The task calls for each line of the records below in which the word "bytes" appears.

--- Task material ---

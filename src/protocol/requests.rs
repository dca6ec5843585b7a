//! Typed decoding of every core protocol request.
//!
//! The dispatcher hands each decoder exactly the request body (the four
//! header bytes stripped), so a decoder that runs out of bytes has by
//! definition hit a length violation and the `?` on every read surfaces
//! it as a `Length` error. No raw byte slices escape to handlers except
//! the deliberately opaque payloads (`SendEvent` bodies, image data).

use super::errors::XError;
use super::opcodes;
use super::types::*;
use super::wire::WireReader;
use super::xinput::XInputRequest;

/// The four-byte request header shared by every request.
#[derive(Debug, Clone, Copy, PartialEq, Eq)]
pub struct RequestHeader {
    pub opcode: u8,
    /// The "data" byte; per-request meaning (depth, mode, flag…).
    pub detail: u8,
    /// Total request length in 4-byte units, header included.
    pub length: u16,
}

impl RequestHeader {
    pub fn decode(bytes: [u8; 4], order: ByteOrder) -> Self {
        let length = match order {
            ByteOrder::LittleEndian => u16::from_le_bytes([bytes[2], bytes[3]]),
            ByteOrder::BigEndian => u16::from_be_bytes([bytes[2], bytes[3]]),
        };
        Self { opcode: bytes[0], detail: bytes[1], length }
    }

    /// Body size in bytes that must follow the header.
    pub fn body_len(&self) -> usize {
        (self.length as usize).saturating_mul(4).saturating_sub(4)
    }
}

/// Window attribute values selected by an [`AttributeMask`].
#[derive(Debug, Clone, Default, PartialEq, Eq)]
pub struct WindowAttributeValues {
    pub background_pixmap: Option<PixmapId>,
    pub background_pixel: Option<u32>,
    pub border_pixmap: Option<PixmapId>,
    pub border_pixel: Option<u32>,
    pub bit_gravity: Option<u8>,
    pub win_gravity: Option<u8>,
    pub backing_store: Option<u8>,
    pub backing_planes: Option<u32>,
    pub backing_pixel: Option<u32>,
    pub override_redirect: Option<bool>,
    pub save_under: Option<bool>,
    pub event_mask: Option<EventMask>,
    pub do_not_propagate_mask: Option<EventMask>,
    pub colormap: Option<ColormapId>,
    pub cursor: Option<CursorId>,
}

impl WindowAttributeValues {
    fn decode(r: &mut WireReader<'_>, mask: AttributeMask) -> Result<Self, XError> {
        let mut values = Self::default();
        if mask.contains(AttributeMask::BACKGROUND_PIXMAP) {
            values.background_pixmap = Some(r.read_u32()?);
        }
        if mask.contains(AttributeMask::BACKGROUND_PIXEL) {
            values.background_pixel = Some(r.read_u32()?);
        }
        if mask.contains(AttributeMask::BORDER_PIXMAP) {
            values.border_pixmap = Some(r.read_u32()?);
        }
        if mask.contains(AttributeMask::BORDER_PIXEL) {
            values.border_pixel = Some(r.read_u32()?);
        }
        if mask.contains(AttributeMask::BIT_GRAVITY) {
            values.bit_gravity = Some(r.read_u32()? as u8);
        }
        if mask.contains(AttributeMask::WIN_GRAVITY) {
            values.win_gravity = Some(r.read_u32()? as u8);
        }
        if mask.contains(AttributeMask::BACKING_STORE) {
            values.backing_store = Some(r.read_u32()? as u8);
        }
        if mask.contains(AttributeMask::BACKING_PLANES) {
            values.backing_planes = Some(r.read_u32()?);
        }
        if mask.contains(AttributeMask::BACKING_PIXEL) {
            values.backing_pixel = Some(r.read_u32()?);
        }
        if mask.contains(AttributeMask::OVERRIDE_REDIRECT) {
            values.override_redirect = Some(r.read_u32()? != 0);
        }
        if mask.contains(AttributeMask::SAVE_UNDER) {
            values.save_under = Some(r.read_u32()? != 0);
        }
        if mask.contains(AttributeMask::EVENT_MASK) {
            let raw = r.read_u32()?;
            values.event_mask =
                Some(EventMask::from_bits(raw).ok_or_else(|| XError::value(raw))?);
        }
        if mask.contains(AttributeMask::DO_NOT_PROPAGATE_MASK) {
            let raw = r.read_u32()?;
            values.do_not_propagate_mask =
                Some(EventMask::from_bits(raw).ok_or_else(|| XError::value(raw))?);
        }
        if mask.contains(AttributeMask::COLORMAP) {
            values.colormap = Some(r.read_u32()?);
        }
        if mask.contains(AttributeMask::CURSOR) {
            values.cursor = Some(r.read_u32()?);
        }
        Ok(values)
    }
}

/// Geometry/stacking updates selected by a [`ConfigureMask`], decoded in
/// mask-bit order as the protocol transmits them.
#[derive(Debug, Clone, Default, PartialEq, Eq)]
pub struct ConfigureValues {
    pub x: Option<i16>,
    pub y: Option<i16>,
    pub width: Option<u16>,
    pub height: Option<u16>,
    pub border_width: Option<u16>,
    pub sibling: Option<WindowId>,
    pub stack_mode: Option<StackMode>,
}

impl ConfigureValues {
    fn decode(r: &mut WireReader<'_>, mask: ConfigureMask) -> Result<Self, XError> {
        let mut values = Self::default();
        if mask.contains(ConfigureMask::X) {
            values.x = Some(r.read_u32()? as i16);
        }
        if mask.contains(ConfigureMask::Y) {
            values.y = Some(r.read_u32()? as i16);
        }
        if mask.contains(ConfigureMask::WIDTH) {
            values.width = Some(r.read_u32()? as u16);
        }
        if mask.contains(ConfigureMask::HEIGHT) {
            values.height = Some(r.read_u32()? as u16);
        }
        if mask.contains(ConfigureMask::BORDER_WIDTH) {
            values.border_width = Some(r.read_u32()? as u16);
        }
        if mask.contains(ConfigureMask::SIBLING) {
            values.sibling = Some(r.read_u32()?);
        }
        if mask.contains(ConfigureMask::STACK_MODE) {
            let raw = r.read_u32()?;
            values.stack_mode =
                Some(StackMode::from_u8(raw as u8).ok_or_else(|| XError::value(raw))?);
        }
        Ok(values)
    }
}

/// GC parameters selected by a [`GcMask`].
#[derive(Debug, Clone, Default, PartialEq, Eq)]
pub struct GcValues {
    pub function: Option<u8>,
    pub plane_mask: Option<u32>,
    pub foreground: Option<u32>,
    pub background: Option<u32>,
    pub line_width: Option<u16>,
    pub line_style: Option<u8>,
    pub cap_style: Option<u8>,
    pub join_style: Option<u8>,
    pub fill_style: Option<u8>,
    pub fill_rule: Option<u8>,
    pub tile: Option<PixmapId>,
    pub stipple: Option<PixmapId>,
    pub tile_stipple_x_origin: Option<i16>,
    pub tile_stipple_y_origin: Option<i16>,
    pub font: Option<FontId>,
    pub subwindow_mode: Option<u8>,
    pub graphics_exposures: Option<bool>,
    pub clip_x_origin: Option<i16>,
    pub clip_y_origin: Option<i16>,
    pub clip_mask: Option<PixmapId>,
    pub dash_offset: Option<u16>,
    pub dashes: Option<u8>,
    pub arc_mode: Option<u8>,
}

impl GcValues {
    fn decode(r: &mut WireReader<'_>, mask: GcMask) -> Result<Self, XError> {
        let mut v = Self::default();
        if mask.contains(GcMask::FUNCTION) {
            v.function = Some(r.read_u32()? as u8);
        }
        if mask.contains(GcMask::PLANE_MASK) {
            v.plane_mask = Some(r.read_u32()?);
        }
        if mask.contains(GcMask::FOREGROUND) {
            v.foreground = Some(r.read_u32()?);
        }
        if mask.contains(GcMask::BACKGROUND) {
            v.background = Some(r.read_u32()?);
        }
        if mask.contains(GcMask::LINE_WIDTH) {
            v.line_width = Some(r.read_u32()? as u16);
        }
        if mask.contains(GcMask::LINE_STYLE) {
            v.line_style = Some(r.read_u32()? as u8);
        }
        if mask.contains(GcMask::CAP_STYLE) {
            v.cap_style = Some(r.read_u32()? as u8);
        }
        if mask.contains(GcMask::JOIN_STYLE) {
            v.join_style = Some(r.read_u32()? as u8);
        }
        if mask.contains(GcMask::FILL_STYLE) {
            v.fill_style = Some(r.read_u32()? as u8);
        }
        if mask.contains(GcMask::FILL_RULE) {
            v.fill_rule = Some(r.read_u32()? as u8);
        }
        if mask.contains(GcMask::TILE) {
            v.tile = Some(r.read_u32()?);
        }
        if mask.contains(GcMask::STIPPLE) {
            v.stipple = Some(r.read_u32()?);
        }
        if mask.contains(GcMask::TILE_STIPPLE_X_ORIGIN) {
            v.tile_stipple_x_origin = Some(r.read_u32()? as i16);
        }
        if mask.contains(GcMask::TILE_STIPPLE_Y_ORIGIN) {
            v.tile_stipple_y_origin = Some(r.read_u32()? as i16);
        }
        if mask.contains(GcMask::FONT) {
            v.font = Some(r.read_u32()?);
        }
        if mask.contains(GcMask::SUBWINDOW_MODE) {
            v.subwindow_mode = Some(r.read_u32()? as u8);
        }
        if mask.contains(GcMask::GRAPHICS_EXPOSURES) {
            v.graphics_exposures = Some(r.read_u32()? != 0);
        }
        if mask.contains(GcMask::CLIP_X_ORIGIN) {
            v.clip_x_origin = Some(r.read_u32()? as i16);
        }
        if mask.contains(GcMask::CLIP_Y_ORIGIN) {
            v.clip_y_origin = Some(r.read_u32()? as i16);
        }
        if mask.contains(GcMask::CLIP_MASK) {
            v.clip_mask = Some(r.read_u32()?);
        }
        if mask.contains(GcMask::DASH_OFFSET) {
            v.dash_offset = Some(r.read_u32()? as u16);
        }
        if mask.contains(GcMask::DASHES) {
            v.dashes = Some(r.read_u32()? as u8);
        }
        if mask.contains(GcMask::ARC_MODE) {
            v.arc_mode = Some(r.read_u32()? as u8);
        }
        Ok(v)
    }
}

/// One item of a PolyText request.
#[derive(Debug, Clone, PartialEq, Eq)]
pub enum TextItem {
    /// A glyph run with a leading horizontal delta.
    Run { delta: i8, text: Vec<u16> },
    /// A font change; the four font-id bytes are MSB-first on the wire.
    FontShift(FontId),
}

/// One item of a StoreColors request.
#[derive(Debug, Clone, Copy, PartialEq, Eq)]
pub struct ColorItem {
    pub pixel: u32,
    pub red: u16,
    pub green: u16,
    pub blue: u16,
    pub flags: ColorFlags,
}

---

◆ **Response to this task**:
//! header bytes stripped), so a decoder that runs out of bytes has by
    pub fn decode(bytes: [u8; 4], order: ByteOrder) -> Self {
            ByteOrder::LittleEndian => u16::from_le_bytes([bytes[2], bytes[3]]),
            ByteOrder::BigEndian => u16::from_be_bytes([bytes[2], bytes[3]]),
        Self { opcode: bytes[0], detail: bytes[1], length }
    /// Body size in bytes that must follow the header.
    /// A font change; the four font-id bytes are MSB-first on the wire.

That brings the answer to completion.